* _SUPPLIED DATA_
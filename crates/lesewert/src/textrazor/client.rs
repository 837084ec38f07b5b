//! HTTP client for the TextRazor extraction endpoint.

use std::time::Duration;

use serde::{Deserialize, Serialize};
use tracing::debug;

use super::types::{TextRazorEnvelope, TopicExtraction};
use crate::error::{LesewertError, Result};

/// Default service endpoint.
pub const DEFAULT_ENDPOINT: &str = "https://api.textrazor.com/";

/// Default request timeout in seconds.
pub const DEFAULT_TIMEOUT_SECS: u64 = 10;

/// Extractors requested from the service.
const EXTRACTORS: &str = "topics,entities,words";

fn default_endpoint() -> String {
    DEFAULT_ENDPOINT.to_string()
}

fn default_timeout_secs() -> u64 {
    DEFAULT_TIMEOUT_SECS
}

/// Connection settings for the TextRazor service.
#[derive(Debug, Clone, PartialEq, Eq, Serialize, Deserialize)]
#[serde(deny_unknown_fields)]
pub struct TextRazorConfig {
    /// API key sent in the `x-textrazor-key` header.
    pub api_key: String,

    /// Service endpoint URL.
    #[serde(default = "default_endpoint")]
    pub endpoint: String,

    /// Request timeout in seconds.
    #[serde(default = "default_timeout_secs")]
    pub timeout_secs: u64,
}

impl TextRazorConfig {
    /// Settings for `api_key` with the default endpoint and timeout.
    pub fn new(api_key: impl Into<String>) -> Self {
        Self {
            api_key: api_key.into(),
            endpoint: default_endpoint(),
            timeout_secs: DEFAULT_TIMEOUT_SECS,
        }
    }
}

/// Client for the TextRazor extraction API.
///
/// Holds a connection-pooled HTTP client with a bounded per-request
/// timeout; cloning is cheap and shares the pool.
#[derive(Debug, Clone)]
pub struct TextRazorClient {
    config: TextRazorConfig,
    http: reqwest::Client,
}

impl TextRazorClient {
    /// Build a client from connection settings.
    ///
    /// # Errors
    ///
    /// Returns `External` if the underlying HTTP client cannot be
    /// constructed.
    pub fn new(config: TextRazorConfig) -> Result<Self> {
        let http = reqwest::Client::builder()
            .timeout(Duration::from_secs(config.timeout_secs))
            .build()
            .map_err(|e| LesewertError::external_with_source("failed to build HTTP client", e))?;

        Ok(Self { config, http })
    }

    /// Request topic and entity extraction for `text`.
    ///
    /// Returns the filtered extraction. Transport failures (including
    /// timeout), non-success statuses, and undecodable bodies all surface
    /// as `External` errors; the caller decides whether to fall back.
    pub async fn extract(&self, text: &str) -> Result<TopicExtraction> {
        debug!(endpoint = %self.config.endpoint, "requesting TextRazor extraction");

        let response = self
            .http
            .post(&self.config.endpoint)
            .header("x-textrazor-key", &self.config.api_key)
            .form(&[("text", text), ("extract", EXTRACTORS)])
            .send()
            .await
            .map_err(|e| LesewertError::external_with_source("TextRazor request failed", e))?;

        let status = response.status();
        if !status.is_success() {
            return Err(LesewertError::external(format!(
                "TextRazor returned status {status}"
            )));
        }

        let envelope: TextRazorEnvelope = response
            .json()
            .await
            .map_err(|e| LesewertError::external_with_source("failed to decode TextRazor response", e))?;

        Ok(envelope.into_extraction())
    }
}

* _WORK ORDER_
How many lines of these entries hold the string "Clone"? Answer with the number alone.

* _YOUR SOLUTION_
2